Die bußfertige Maria Magdalena büßte dreißig Jahre lang in der Wüste, ohne jegliche menschliche Nahrung, und wurde jeden Tag siebenmal in den Himmel erhoben, um das monastische Stundengebet mit den Engelschören zu sprechen. Im unteren Bild sehen wir den Moment ihres Todes, als die Engel sie zur nächstgelegenen Kirche brachten, damit der Bischof Maximinus ihr die Eucharistie spendete. Wie der Érdy-Kodex, die größte mittelalterliche ungarische Sammlung von Legenden (1524-1527), erzählt, sah der Bischof „dass sie sieben Mal heller war als die Sonne, im Chor der heiligen Engel, die sie dorthin gebracht hatten.“
In der mittleren Szene sehen wir den Erzengel Michael, der die Seelen wägt und den Teufel durchbohrt, der mit bösem Willen versucht, eine der Seelen nach unten zu ziehen. Dieses Motiv, das durch die Assoziation mit dem „guten Tod“ verbunden ist, bezieht sich auf die hervorgehobenen Themen der Rettung aus dem Fegefeuer und des letzten Sakraments.

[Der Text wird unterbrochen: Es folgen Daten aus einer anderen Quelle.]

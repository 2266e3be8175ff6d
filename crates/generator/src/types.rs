//! Rendering type descriptors as Python and JavaScript type annotations

use crate::naming::pascal_case;
use serde_json::Value;
use specforge_common::TypeDescriptor;

/// Python annotation for a type (`typing` names)
///
/// Named references render as quoted forward references to the generated
/// `TypedDict` classes.
pub fn python_type(ty: &TypeDescriptor) -> String {
    match ty {
        TypeDescriptor::Primitive(name) => match name.as_str() {
            "string" => "str",
            "integer" => "int",
            "number" => "float",
            "boolean" => "bool",
            _ => "Any",
        }
        .to_string(),
        TypeDescriptor::ArrayOf(item) => format!("List[{}]", python_type(item)),
        TypeDescriptor::ObjectOf(_) | TypeDescriptor::KeyValue => "Dict[str, Any]".to_string(),
        TypeDescriptor::Enum(values) => {
            if !values.is_empty() && values.iter().all(Value::is_string) {
                let literals: Vec<String> = values.iter().map(Value::to_string).collect();
                format!("Literal[{}]", literals.join(", "))
            } else {
                "Any".to_string()
            }
        }
        TypeDescriptor::NamedRef(name) => format!("\"{}\"", pascal_case(name)),
        TypeDescriptor::Unknown => "Any".to_string(),
    }
}

/// JSDoc type expression for a type
pub fn js_type(ty: &TypeDescriptor) -> String {
    match ty {
        TypeDescriptor::Primitive(name) => match name.as_str() {
            "string" => "string",
            "integer" | "number" => "number",
            "boolean" => "boolean",
            _ => "*",
        }
        .to_string(),
        TypeDescriptor::ArrayOf(item) => format!("Array<{}>", js_type(item)),
        TypeDescriptor::ObjectOf(props) => {
            let fields: Vec<String> = props
                .iter()
                .map(|(name, prop)| format!("{}: {}", name, js_type(prop)))
                .collect();
            format!("{{{}}}", fields.join(", "))
        }
        TypeDescriptor::KeyValue => "Object<string, *>".to_string(),
        TypeDescriptor::Enum(values) if !values.is_empty() => values
            .iter()
            .map(Value::to_string)
            .collect::<Vec<_>>()
            .join("|"),
        TypeDescriptor::Enum(_) => "*".to_string(),
        TypeDescriptor::NamedRef(name) => pascal_case(name),
        TypeDescriptor::Unknown => "*".to_string(),
    }
}

#[cfg(test)]
mod tests {
    use super::*;
    use indexmap::IndexMap;
    use serde_json::json;

    #[test]
    fn test_python_types() {
        assert_eq!(python_type(&TypeDescriptor::primitive("integer")), "int");
        assert_eq!(
            python_type(&TypeDescriptor::array_of(TypeDescriptor::named("pet"))),
            "List[\"Pet\"]"
        );
        assert_eq!(python_type(&TypeDescriptor::KeyValue), "Dict[str, Any]");
        assert_eq!(
            python_type(&TypeDescriptor::Enum(vec![json!("asc"), json!("desc")])),
            "Literal[\"asc\", \"desc\"]"
        );
        assert_eq!(python_type(&TypeDescriptor::Enum(vec![json!(1)])), "Any");
        assert_eq!(python_type(&TypeDescriptor::Unknown), "Any");
    }

    #[test]
    fn test_js_types() {
        let mut props = IndexMap::new();
        props.insert("id".to_string(), TypeDescriptor::primitive("integer"));
        props.insert(
            "tags".to_string(),
            TypeDescriptor::array_of(TypeDescriptor::primitive("string")),
        );

        assert_eq!(
            js_type(&TypeDescriptor::ObjectOf(props)),
            "{id: number, tags: Array<string>}"
        );
        assert_eq!(js_type(&TypeDescriptor::named("Pet")), "Pet");
        assert_eq!(
            js_type(&TypeDescriptor::Enum(vec![json!("a"), json!(2)])),
            "\"a\"|2"
        );
    }
}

In Gubbio, wo die Tore der Toten noch in den 1930er Jahren so wichtig waren (wie Szerb Antal in Reise bei Mondschein schrieb), und wo sich jeder darauf vorbereiten musste, nach dem Tod aus seinem eigenen Haus ausgeschlossen zu werden, war es besonders bedeutend, einen Ort der Zuflucht zu finden, anstatt in die trostlose Wüste der gottverlassenen Öde geworfen zu werden.

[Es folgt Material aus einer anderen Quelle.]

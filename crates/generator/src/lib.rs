//! Client, documentation and mock server generation for specforge
//!
//! This crate renders a `SpecificationModel` into artifacts:
//!
//! - async Python client (`aiohttp`), and a sync variant derived from it
//! - JavaScript client (`fetch`)
//! - Markdown documentation plus an HTML page
//! - FastAPI mock server answering with example payloads
//!
//! Every emitter wraps its failures in `GeneratorError::Configuration`
//! naming the emitter. Templates see the model's views and, under
//! `document`, the raw decoded document the model was built from.

mod config;
mod context;
mod example;
mod naming;
mod plugins;
mod sync;
mod templates;
mod types;

pub use config::{
    AuthConfig, GeneratorConfig, PaginationConfig, PaginationStrategy, RateLimitConfig,
    WebhookConfig,
};
pub use context::{build_context, client_name, EndpointView, ParameterView};
pub use example::{example_value, mock_response, python_literal, MockResponse};
pub use naming::{camel_case, pascal_case, snake_case};
pub use plugins::{
    CustomHeaderPlugin, InsertPosition, InsertionPlugin, Plugin, PluginManager, PluginManifest,
};
pub use sync::convert_to_sync;
pub use types::{js_type, python_type};

use serde_json::Value;
use specforge_common::{GeneratorError, Result, SpecificationModel};
use std::fs;
use std::path::{Path, PathBuf};
use tera::Tera;

const ASYNC_CLIENT_EMITTER: &str = "API client";
const SYNC_CLIENT_EMITTER: &str = "synchronous API client";
const JS_CLIENT_EMITTER: &str = "JavaScript API client";
const DOCS_EMITTER: &str = "API documentation";
const MOCK_SERVER_EMITTER: &str = "mock server";

/// File names of artifacts written next to the main client
pub const SYNC_CLIENT_FILE: &str = "sync_client.py";
pub const JS_CLIENT_FILE: &str = "js_client.js";
pub const DOCS_FILE: &str = "api_documentation.md";
pub const MOCK_SERVER_DIR: &str = "mock_server";
pub const MOCK_SERVER_FILE: &str = "mock_server.py";

/// Optional artifacts emitted alongside the async client
#[derive(Debug, Clone, Copy, Default, PartialEq, Eq)]
pub struct EmitOptions {
    pub sync_client: bool,
    pub js_client: bool,
    pub documentation: bool,
    pub mock_server: bool,
}

/// API artifact generator
///
/// Holds the model, the generator configuration, the loaded templates and
/// the plugin registry. Rendering never mutates the model, so one generator
/// can emit any number of artifacts.
pub struct ApiGenerator {
    model: SpecificationModel,
    document: Value,
    config: GeneratorConfig,
    tera: Tera,
    plugins: PluginManager,
}

impl ApiGenerator {
    /// Create a generator with default configuration and built-in plugins
    pub fn new(model: SpecificationModel) -> Result<Self> {
        let tera = templates::load_templates()?;
        Ok(Self {
            model,
            document: Value::Null,
            config: GeneratorConfig::default(),
            tera,
            plugins: PluginManager::new(),
        })
    }

    /// Expose the decoded source document to templates as `document`
    ///
    /// Without it `document` renders as null.
    pub fn with_document(mut self, document: Value) -> Self {
        self.document = document;
        self
    }

    pub fn with_config(mut self, config: GeneratorConfig) -> Self {
        self.config = config;
        self
    }

    /// Replace the built-in async client template with a template file
    ///
    /// The sync client is derived from whatever this template renders.
    pub fn with_client_template(mut self, path: &Path) -> Result<Self> {
        let source = fs::read_to_string(path).map_err(|e| {
            GeneratorError::configuration(ASYNC_CLIENT_EMITTER, format!("{}: {}", path.display(), e))
        })?;
        templates::override_template(&mut self.tera, templates::ASYNC_CLIENT, &source)?;
        tracing::debug!(template = %path.display(), "using custom client template");
        Ok(self)
    }

    /// Load manifest plugins from a directory
    pub fn with_plugins_dir(mut self, dir: &Path) -> Result<Self> {
        let loaded = self.plugins.load_dir(dir)?;
        tracing::debug!(dir = %dir.display(), loaded, "loaded plugins");
        Ok(self)
    }

    /// Register an additional plugin
    pub fn with_plugin(mut self, plugin: Box<dyn Plugin>) -> Self {
        self.plugins.register(plugin);
        self
    }

    pub fn model(&self) -> &SpecificationModel {
        &self.model
    }

    pub fn config(&self) -> &GeneratorConfig {
        &self.config
    }

    pub fn document(&self) -> &Value {
        &self.document
    }

    fn render(&self, template: &str, emitter: &str) -> Result<String> {
        let mut context = build_context(&self.model, &self.config);
        context.insert("document", &self.document);
        self.tera
            .render(template, &context)
            .map_err(|e| GeneratorError::configuration(emitter, templates::describe(&e)))
    }

    fn write(&self, path: &Path, contents: &str, emitter: &str) -> Result<()> {
        if let Some(parent) = path.parent().filter(|p| !p.as_os_str().is_empty()) {
            fs::create_dir_all(parent).map_err(|e| GeneratorError::configuration(emitter, e))?;
        }
        fs::write(path, contents).map_err(|e| GeneratorError::configuration(emitter, e))?;
        tracing::info!(path = %path.display(), "{} generated", emitter);
        Ok(())
    }

    /// Render the async Python client
    pub fn render_async_client(&self) -> Result<String> {
        self.render(templates::ASYNC_CLIENT, ASYNC_CLIENT_EMITTER)
    }

    /// Render the sync Python client (the async client, converted)
    pub fn render_sync_client(&self) -> Result<String> {
        let async_code = self.render(templates::ASYNC_CLIENT, SYNC_CLIENT_EMITTER)?;
        Ok(convert_to_sync(&async_code))
    }

    pub fn render_js_client(&self) -> Result<String> {
        self.render(templates::JS_CLIENT, JS_CLIENT_EMITTER)
    }

    /// Render Markdown documentation
    pub fn render_documentation(&self) -> Result<String> {
        self.render(templates::DOCS_MARKDOWN, DOCS_EMITTER)
    }

    /// Render the HTML documentation page
    pub fn render_documentation_html(&self) -> Result<String> {
        self.render(templates::DOCS_HTML, DOCS_EMITTER)
    }

    pub fn render_mock_server(&self) -> Result<String> {
        self.render(templates::MOCK_SERVER, MOCK_SERVER_EMITTER)
    }

    /// Write the async Python client to `output_file`
    pub fn generate(&self, output_file: &Path) -> Result<()> {
        let code = self.render_async_client()?;
        self.write(output_file, &code, ASYNC_CLIENT_EMITTER)
    }

    pub fn generate_sync_client(&self, output_file: &Path) -> Result<()> {
        let code = self.render_sync_client()?;
        self.write(output_file, &code, SYNC_CLIENT_EMITTER)
    }

    pub fn generate_js_client(&self, output_file: &Path) -> Result<()> {
        let code = self.render_js_client()?;
        self.write(output_file, &code, JS_CLIENT_EMITTER)
    }

    /// Write Markdown documentation to `output_file` and HTML next to it
    ///
    /// Returns the HTML path.
    pub fn generate_documentation(&self, output_file: &Path) -> Result<PathBuf> {
        let markdown = self.render_documentation()?;
        let html = self.render_documentation_html()?;
        let html_path = output_file.with_extension("html");

        self.write(output_file, &markdown, DOCS_EMITTER)?;
        self.write(&html_path, &html, DOCS_EMITTER)?;
        Ok(html_path)
    }

    /// Write `mock_server.py` into `output_dir`
    pub fn generate_mock_server(&self, output_dir: &Path) -> Result<PathBuf> {
        let code = self.render_mock_server()?;
        let path = output_dir.join(MOCK_SERVER_FILE);
        self.write(&path, &code, MOCK_SERVER_EMITTER)?;
        Ok(path)
    }

    /// Write the async client and every requested sibling artifact
    ///
    /// Siblings land in the client's directory: `sync_client.py`,
    /// `js_client.js`, `api_documentation.md` (+ `.html`) and
    /// `mock_server/mock_server.py`. Returns every written path.
    pub fn generate_all(&self, client_file: &Path, options: &EmitOptions) -> Result<Vec<PathBuf>> {
        let dir = client_file.parent().unwrap_or_else(|| Path::new(""));
        let mut written = Vec::new();

        self.generate(client_file)?;
        written.push(client_file.to_path_buf());

        if options.mock_server {
            written.push(self.generate_mock_server(&dir.join(MOCK_SERVER_DIR))?);
        }
        if options.documentation {
            let docs = dir.join(DOCS_FILE);
            let html = self.generate_documentation(&docs)?;
            written.push(docs);
            written.push(html);
        }
        if options.sync_client {
            let path = dir.join(SYNC_CLIENT_FILE);
            self.generate_sync_client(&path)?;
            written.push(path);
        }
        if options.js_client {
            let path = dir.join(JS_CLIENT_FILE);
            self.generate_js_client(&path)?;
            written.push(path);
        }

        Ok(written)
    }

    /// Run a plugin over generated text
    pub fn execute_plugin(&self, name: &str, code: &str, args: &[String]) -> Result<String> {
        self.plugins.execute(name, code, args)
    }

    /// Run a plugin over a generated file, rewriting it in place
    pub fn apply_plugin_to_file(&self, name: &str, path: &Path, args: &[String]) -> Result<()> {
        let code = fs::read_to_string(path)
            .map_err(|e| GeneratorError::configuration("plugin output", e))?;
        let updated = self.execute_plugin(name, &code, args)?;
        fs::write(path, updated).map_err(|e| GeneratorError::configuration("plugin output", e))?;
        tracing::info!(plugin = name, path = %path.display(), "plugin applied");
        Ok(())
    }

    /// Names of available plugins
    pub fn list_plugins(&self) -> Vec<String> {
        self.plugins.list()
    }

    /// Available plugins with their descriptions
    pub fn describe_plugins(&self) -> Vec<(String, String)> {
        self.plugins
            .list()
            .into_iter()
            .filter_map(|name| {
                let description = self.plugins.get(&name)?.description();
                Some((name, description))
            })
            .collect()
    }
}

Im oberen Bild sehen wir denjenigen, der all dies garantieren kann. In einer Ecke der Ikone ist versteckt der wahre Protagonist und Herr der gesamten Szenen. Entlang der Assoziationskette des Wüstenmotivs weist hier Johannes der Täufer auf Jesus hin, der in der Wüste erscheint: „Siehe, das Lamm Gottes, das die Sünden der Welt wegnimmt.“ Indem er in diese Wüste hinabstieg, rettete er uns vor der letzten Wüste. Es ist zu ihm, dass die Gubbieser Bürger in diesem Bild beten.